_Work instruction:_ What is the number of lines in these records that hold the word "piped"? Reply with that number alone.
○ ○ ○ ○ ○
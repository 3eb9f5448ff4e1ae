//! Sandboxed subprocess execution and input validation.
//!
//! Commands are argv vectors passed straight to the OS; nothing is ever
//! run through a shell. Every executor owns a fresh temporary directory
//! that is removed when it drops.

use std::path::{Component, Path, PathBuf};
use std::process::Stdio;
use std::time::{Duration, Instant};

use tempfile::TempDir;
use thiserror::Error;
use tokio::process::Command;
use tracing::{debug, info, warn};
use url::Url;
use walkdir::WalkDir;

use super::FactError;

/// Characters that would let an argument break out of its argv slot.
pub const SHELL_METACHARACTERS: [char; 9] = [';', '&', '|', '`', '$', '<', '>', '\n', '\r'];

const ALLOWED_SCHEMES: [&str; 3] = ["https", "http", "git"];

/// Commits fetched by the shallow clone; enough to judge iterative history.
const CLONE_DEPTH: &str = "50";

/// Fatal input violations. Never retried, never downgraded.
#[derive(Error, Debug, Clone, PartialEq, Eq)]
pub enum SecurityError {
    #[error("domain '{domain}' is not in the allow-list")]
    DisallowedDomain { domain: String },

    #[error("unsupported URL scheme '{0}'")]
    UnsupportedScheme(String),

    #[error("path '{0}' escapes its base directory")]
    PathTraversal(String),

    #[error("shell metacharacter {character:?} in '{input}'")]
    ShellMetacharacter { character: char, input: String },

    #[error("invalid URL: {0}")]
    InvalidUrl(String),
}

impl SecurityError {
    fn kind(&self) -> &'static str {
        match self {
            SecurityError::DisallowedDomain { .. } => "disallowed_domain",
            SecurityError::UnsupportedScheme(_) => "unsupported_scheme",
            SecurityError::PathTraversal(_) => "path_traversal",
            SecurityError::ShellMetacharacter { .. } => "shell_metacharacter",
            SecurityError::InvalidUrl(_) => "invalid_url",
        }
    }
}

fn violation(err: SecurityError) -> SecurityError {
    warn!(security_violation = err.kind(), error = %err, "Security violation");
    err
}

/// Reject any argument carrying a shell metacharacter.
pub fn sanitize_command_arg(arg: &str) -> Result<&str, SecurityError> {
    match arg.chars().find(|c| SHELL_METACHARACTERS.contains(c)) {
        Some(character) => Err(violation(SecurityError::ShellMetacharacter {
            character,
            input: arg.to_string(),
        })),
        None => Ok(arg),
    }
}

/// Validate a repository URL: metacharacters, scheme, no embedded
/// credentials, host allow-list (subdomains of an allowed domain pass), no
/// `..` segment. Returns the parsed URL; callers hand `as_str()` to git so
/// the clone targets exactly the host that was checked.
pub fn validate_git_url(url: &str, allowed_domains: &[String]) -> Result<Url, SecurityError> {
    let url = url.trim();
    if url.is_empty() {
        return Err(violation(SecurityError::InvalidUrl("empty URL".into())));
    }
    sanitize_command_arg(url)?;

    // Url::parse resolves dot segments, so look at the raw text first
    if url.split(['/', '\\']).any(|segment| segment == ".." || segment.eq_ignore_ascii_case("%2e%2e")) {
        return Err(violation(SecurityError::PathTraversal(url.to_string())));
    }

    let parsed = Url::parse(url).map_err(|err| match err {
        // scp-style `git@host:path` and bare paths have no scheme
        url::ParseError::RelativeUrlWithoutBase => {
            violation(SecurityError::UnsupportedScheme(url.split(':').next().unwrap_or_default().to_string()))
        }
        other => violation(SecurityError::InvalidUrl(format!("'{}': {}", url, other))),
    })?;

    if !ALLOWED_SCHEMES.contains(&parsed.scheme()) {
        return Err(violation(SecurityError::UnsupportedScheme(parsed.scheme().to_string())));
    }
    if !parsed.username().is_empty() || parsed.password().is_some() {
        return Err(violation(SecurityError::InvalidUrl("credentials in repository URL".into())));
    }

    let host = match parsed.host_str() {
        Some(host) if !host.is_empty() => host.to_ascii_lowercase(),
        _ => return Err(violation(SecurityError::InvalidUrl(format!("no host in '{}'", url)))),
    };
    let allowed = allowed_domains.iter().any(|domain| {
        let domain = domain.trim().to_ascii_lowercase();
        host == domain || host.ends_with(&format!(".{}", domain))
    });
    if !allowed {
        return Err(violation(SecurityError::DisallowedDomain { domain: host }));
    }

    debug!(host = %host, "Validated repository URL");
    Ok(parsed)
}

/// Resolve `path` against `base`, rejecting anything that escapes it.
pub fn validate_file_path(path: &Path, base: &Path) -> Result<PathBuf, SecurityError> {
    let joined = if path.is_absolute() { path.to_path_buf() } else { base.join(path) };

    let mut normalized = PathBuf::new();
    for component in joined.components() {
        match component {
            Component::ParentDir => {
                if !normalized.pop() {
                    return Err(violation(SecurityError::PathTraversal(path.display().to_string())));
                }
            }
            Component::CurDir => {}
            other => normalized.push(other),
        }
    }

    let base_normalized: PathBuf = base.components().filter(|c| !matches!(c, Component::CurDir)).collect();
    if !normalized.starts_with(&base_normalized) {
        return Err(violation(SecurityError::PathTraversal(path.display().to_string())));
    }

    // Symlinks can still point outside; check the real locations when they exist
    if let (Ok(real), Ok(real_base)) = (normalized.canonicalize(), base.canonicalize()) {
        if !real.starts_with(&real_base) {
            return Err(violation(SecurityError::PathTraversal(path.display().to_string())));
        }
    }

    Ok(normalized)
}

/// Size of a file in bytes, failing if it exceeds `max_bytes`.
pub fn validate_file_size(path: &Path, max_bytes: u64) -> Result<u64, FactError> {
    let size = std::fs::metadata(path)?.len();
    if size > max_bytes {
        return Err(FactError::ResourceLimit(format!(
            "{} is {:.2}MB, limit is {:.2}MB",
            path.display(),
            size as f64 / 1_048_576.0,
            max_bytes as f64 / 1_048_576.0
        )));
    }
    Ok(size)
}

/// Total size of regular files under `dir`. Symlinks are not followed.
pub fn directory_size(dir: &Path) -> std::io::Result<u64> {
    let mut total = 0;
    for entry in WalkDir::new(dir).follow_links(false) {
        let entry = entry.map_err(std::io::Error::from)?;
        if entry.file_type().is_file() {
            total += entry.metadata().map_err(std::io::Error::from)?.len();
        }
    }
    Ok(total)
}

/// Output of a finished command.
#[derive(Debug, Clone)]
pub struct CommandOutput {
    pub exit_code: i32,
    pub stdout: String,
    pub stderr: String,
    pub duration_ms: u64,
}

impl CommandOutput {
    pub fn success(&self) -> bool {
        self.exit_code == 0
    }
}

/// Runs commands inside an exclusively owned temporary directory.
pub struct SandboxedExecutor {
    workdir: TempDir,
    timeout: Duration,
}

impl SandboxedExecutor {
    pub fn new(timeout: Duration) -> Result<Self, FactError> {
        let workdir = tempfile::Builder::new().prefix("tribunal-").tempdir()?;
        debug!(path = %workdir.path().display(), "Created sandbox directory");
        Ok(Self { workdir, timeout })
    }

    pub fn path(&self) -> &Path {
        self.workdir.path()
    }

    /// Run `argv` with the sandbox (or `cwd`) as working directory.
    pub async fn run(&self, argv: &[&str], cwd: Option<&Path>) -> Result<CommandOutput, FactError> {
        let (program, args) = argv
            .split_first()
            .ok_or_else(|| FactError::CannotProceed("empty command".into()))?;
        for arg in argv {
            sanitize_command_arg(arg)?;
        }

        let start = Instant::now();
        let child = Command::new(program)
            .args(args)
            .current_dir(cwd.unwrap_or_else(|| self.path()))
            .stdin(Stdio::null())
            .stdout(Stdio::piped())
            .stderr(Stdio::piped())
            .kill_on_drop(true)
            .spawn()?;

        let output = tokio::time::timeout(self.timeout, child.wait_with_output())
            .await
            .map_err(|_| {
                warn!(command = %program, timeout = ?self.timeout, "Command timed out");
                FactError::Timeout(self.timeout)
            })??;

        Ok(CommandOutput {
            exit_code: output.status.code().unwrap_or(-1),
            stdout: String::from_utf8_lossy(&output.stdout).into_owned(),
            stderr: String::from_utf8_lossy(&output.stderr).into_owned(),
            duration_ms: start.elapsed().as_millis() as u64,
        })
    }

    /// Shallow-clone `url` into `<sandbox>/repo` after validating it.
    pub async fn clone_repository(
        &self,
        git_binary: &str,
        url: &str,
        allowed_domains: &[String],
    ) -> Result<PathBuf, FactError> {
        let url = validate_git_url(url, allowed_domains)?;
        let url = url.as_str();

        let target = self.path().join("repo");
        let target_arg = target.to_string_lossy().into_owned();
        info!(url = %url, "Cloning repository");

        let output = self
            .run(
                &[git_binary, "clone", "--depth", CLONE_DEPTH, "--single-branch", "--", url, &target_arg],
                None,
            )
            .await?;

        if !output.success() {
            return Err(FactError::CannotProceed(format!(
                "git clone failed: {}",
                output.stderr.trim()
            )));
        }
        info!(duration_ms = output.duration_ms, "Repository cloned");
        Ok(target)
    }
}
○ ○ ○ ○ ○
_Reply to the task:_ 2